Wroclaw’s Anonymous Pedestrians: Memories of Martial Law

Anonymous Pedestrians FI

At a busy intersection just outside the historic center of Wroclaw, stands an unusual collection of sculptures. These are statues of ordinary people going about their daily business. But something isn’t right. On one corner the people are sinking into the pavement, and across the street, another group is rising out of the sidewalk. This art can be enjoyed at face value, but to truly appreciate the artist’s poignant message, it takes a glimpse at Poland’s recent turbulent history.
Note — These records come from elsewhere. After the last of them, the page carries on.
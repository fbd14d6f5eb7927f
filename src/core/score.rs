//! Bot-likelihood scoring and the final verdict.
//!
//! Three independent fixed-weight rules over the extracted features sum to a
//! score in [0, 100]; the verdict is a strict threshold on that score. The
//! rules are additive and the only reachable totals are 0, 30, 40, 60, 70,
//! and 100.

use crate::config::AnalyzerConfig;
use crate::core::features::{compute_features, PasteActivity, SessionFeatures};
use crate::core::session::TypingSession;
use serde::{Deserialize, Serialize};

/// Points added when the mean interval falls below the speed threshold.
const FAST_TYPING_POINTS: u8 = 40;

/// Points added when interval variability falls below the uniformity cutoff.
const LOW_VARIABILITY_POINTS: u8 = 30;

/// Points added when paste activity is classified High.
const HIGH_PASTE_POINTS: u8 = 30;

/// Interval std dev (ms) below which typing cadence reads as machine-uniform.
const VARIABILITY_CUTOFF_MS: f64 = 100.0;

/// Per-rule point contributions and their sum.
#[derive(Debug, Clone, Copy, PartialEq, Eq, Serialize, Deserialize)]
pub struct ScoreBreakdown {
    /// 0 or 40
    pub fast_typing: u8,
    /// 0 or 30
    pub low_variability: u8,
    /// 0 or 30
    pub high_paste_activity: u8,
    /// Sum of the three contributions
    pub total: u8,
}

impl ScoreBreakdown {
    /// Threshold the total into the final verdict.
    pub fn verdict(&self, config: &AnalyzerConfig) -> Verdict {
        if self.total > config.flag_threshold {
            Verdict::AiGenerated
        } else {
            Verdict::HumanGenerated
        }
    }
}

/// Score already-extracted features.
///
/// The speed rule fires when the mean interval is *below* the threshold:
/// automated input streams keys with short, even gaps, while people pause.
pub fn score_features(features: &SessionFeatures, config: &AnalyzerConfig) -> ScoreBreakdown {
    let fast_typing = if features.mean_interval_ms < config.typing_speed_threshold_ms {
        FAST_TYPING_POINTS
    } else {
        0
    };

    let low_variability = if features.interval_variability < VARIABILITY_CUTOFF_MS {
        LOW_VARIABILITY_POINTS
    } else {
        0
    };

    let high_paste_activity = if features.paste_activity == PasteActivity::High {
        HIGH_PASTE_POINTS
    } else {
        0
    };

    ScoreBreakdown {
        fast_typing,
        low_variability,
        high_paste_activity,
        total: fast_typing + low_variability + high_paste_activity,
    }
}

/// Bot-likelihood score for a session, in [0, 100].
pub fn bot_likelihood_score(session: &TypingSession, config: &AnalyzerConfig) -> u8 {
    score_features(&compute_features(session, config), config).total
}

/// Final binary classification.
#[derive(Debug, Clone, Copy, PartialEq, Eq, Serialize, Deserialize)]
pub enum Verdict {
    #[serde(rename = "AI-Generated")]
    AiGenerated,
    #[serde(rename = "Human-Generated")]
    HumanGenerated,
}

impl Verdict {
    pub fn as_str(&self) -> &'static str {
        match self {
            Verdict::AiGenerated => "AI-Generated",
            Verdict::HumanGenerated => "Human-Generated",
        }
    }
}

impl std::fmt::Display for Verdict {
    fn fmt(&self, f: &mut std::fmt::Formatter<'_>) -> std::fmt::Result {
        f.write_str(self.as_str())
    }
}

/// Classify a session: AI-Generated iff the score strictly exceeds the flag
/// threshold.
pub fn classify(session: &TypingSession, config: &AnalyzerConfig) -> Verdict {
    if bot_likelihood_score(session, config) > config.flag_threshold {
        Verdict::AiGenerated
    } else {
        Verdict::HumanGenerated
    }
}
Pedestrians Disappearing 2

This artwork is called Przejście, which translates as passage or transition, and it’s also known in English as The Anonymous Pedestrians. These 14 figures were crafted by Polish artist Jerry Kalina in December 2005. In addition to being a fascinating piece of public art, it’s significant to Wroclaw because it marks the 24th anniversary of the imposition of martial law in Poland. This was a frightening time when the military arrested ordinary civilians in the middle of the night, many of whom were never seen again. The descending pedestrians are the missing.

Pedestrians Appearing 1

After 2 years of military oppression, martial law was lifted, and ordinary citizens rose out of the earth on the other side of the street.

Pedestrians Appearing 2

When martial law was instigated, the pro-democracy movement was gaining strength throughout Poland, and the communist government hoped the move would help rein in opposition groups like Solidarity. Anti-government organizations were banned, leaders were arrested, and thousands of soldiers patrolled the streets. A curfew was imposed, borders were sealed, phone lines disconnected, and airports were closed.

Pedestrians Appearing 3

Martial law is an extreme measure, and it hasn’t been imposed in the United States since the Civil War. But when we lived in Sudan in the mid 80s, Terri and I had a firsthand look at what life under martial law is like.

Jaafar Nimeiry

Immediately after a military coup removed long-term dictator Jaafar Nimeiry, the army moved swiftly to take control of the city.  All borders were closed, tanks were parked on the airport runway, curfews were put into place, the phone system was shut down, and roadblocks were set up throughout the city.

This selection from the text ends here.